● **Input for this task**:

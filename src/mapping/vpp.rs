//! Video post-processing parameter tables.
//!
//! Angles are in degrees, clockwise. Mirroring methods are `horizontal` or
//! `vertical`; `None` means no mirroring.

use once_cell::sync::Lazy;

use super::lookup;
use crate::cache::CacheStore;

const MIRRORING: &[(Option<&str>, &str)] = &[
    (None, "identity"),
    (Some("identity"), "identity"),
    (Some("none"), "identity"),
    (Some("horizontal"), "horiz"),
    (Some("vertical"), "vert"),
];

const ROTATION: &[(i32, &str)] = &[(0, "identity"), (90, "90r"), (180, "180"), (270, "90l")];

// Rotation followed by mirroring collapses to one of the eight
// video-direction values.
const TRANSPOSE: &[((i32, Option<&str>), &str)] = &[
    ((0, None), "identity"),
    ((0, Some("vertical")), "vert"),
    ((0, Some("horizontal")), "horiz"),
    ((90, None), "90r"),
    ((90, Some("vertical")), "ur-ll"),
    ((90, Some("horizontal")), "ul-lr"),
    ((180, None), "180"),
    ((180, Some("vertical")), "horiz"),
    ((180, Some("horizontal")), "vert"),
    ((270, None), "90l"),
    ((270, Some("vertical")), "ul-lr"),
    ((270, Some("horizontal")), "ur-ll"),
];

const DEINTERLACE: &[(&str, &str)] = &[
    ("bob", "bob"),
    ("motion-adaptive", "advanced"),
    ("advanced", "advanced"),
    ("advanced-no-ref", "advanced-no-ref"),
    ("advanced-scd", "advanced-scd"),
    ("weave", "field-weave"),
    ("none", "none"),
];

type Translation = Option<&'static str>;

static MIRRORING_CACHE: Lazy<CacheStore<Option<String>, Translation>> =
    Lazy::new(|| CacheStore::new("map_vpp_mirroring"));
static ROTATION_CACHE: Lazy<CacheStore<i32, Translation>> =
    Lazy::new(|| CacheStore::new("map_vpp_rotation"));
static TRANSPOSE_CACHE: Lazy<CacheStore<(i32, Option<String>), Translation>> =
    Lazy::new(|| CacheStore::new("map_vpp_transpose"));
static DEINTERLACE_CACHE: Lazy<CacheStore<String, Translation>> =
    Lazy::new(|| CacheStore::new("map_deinterlace_method"));

/// Translates a mirroring method to the msdkvpp `mirroring` value.
pub fn map_vpp_mirroring(method: Option<&str>) -> Option<&'static str> {
    MIRRORING_CACHE
        .get_or_insert_with(method.map(str::to_string), |m| lookup(MIRRORING, &m.as_deref()))
}

/// Translates a rotation angle to the msdkvpp `rotation` value.
///
/// Only right angles in `0..=270` are mapped.
pub fn map_vpp_rotation(degrees: i32) -> Option<&'static str> {
    ROTATION_CACHE.get_or_insert_with(degrees, |d| lookup(ROTATION, d))
}

/// Translates a rotation plus optional mirroring to a `video-direction` value.
pub fn map_vpp_transpose(degrees: i32, method: Option<&str>) -> Option<&'static str> {
    TRANSPOSE_CACHE.get_or_insert_with((degrees, method.map(str::to_string)), |(d, m)| {
        lookup(TRANSPOSE, &(*d, m.as_deref()))
    })
}

/// Translates a deinterlace method name to the msdkvpp `deinterlace-method` value.
pub fn map_deinterlace_method(method: &str) -> Option<&'static str> {
    DEINTERLACE_CACHE
        .get_or_insert_with(method.to_string(), |m| lookup(DEINTERLACE, &m.as_str()))
}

● **Task description**: Give the number of lines in the material above that include the string "static", with no further text.

● **Answer to the exercise**: 9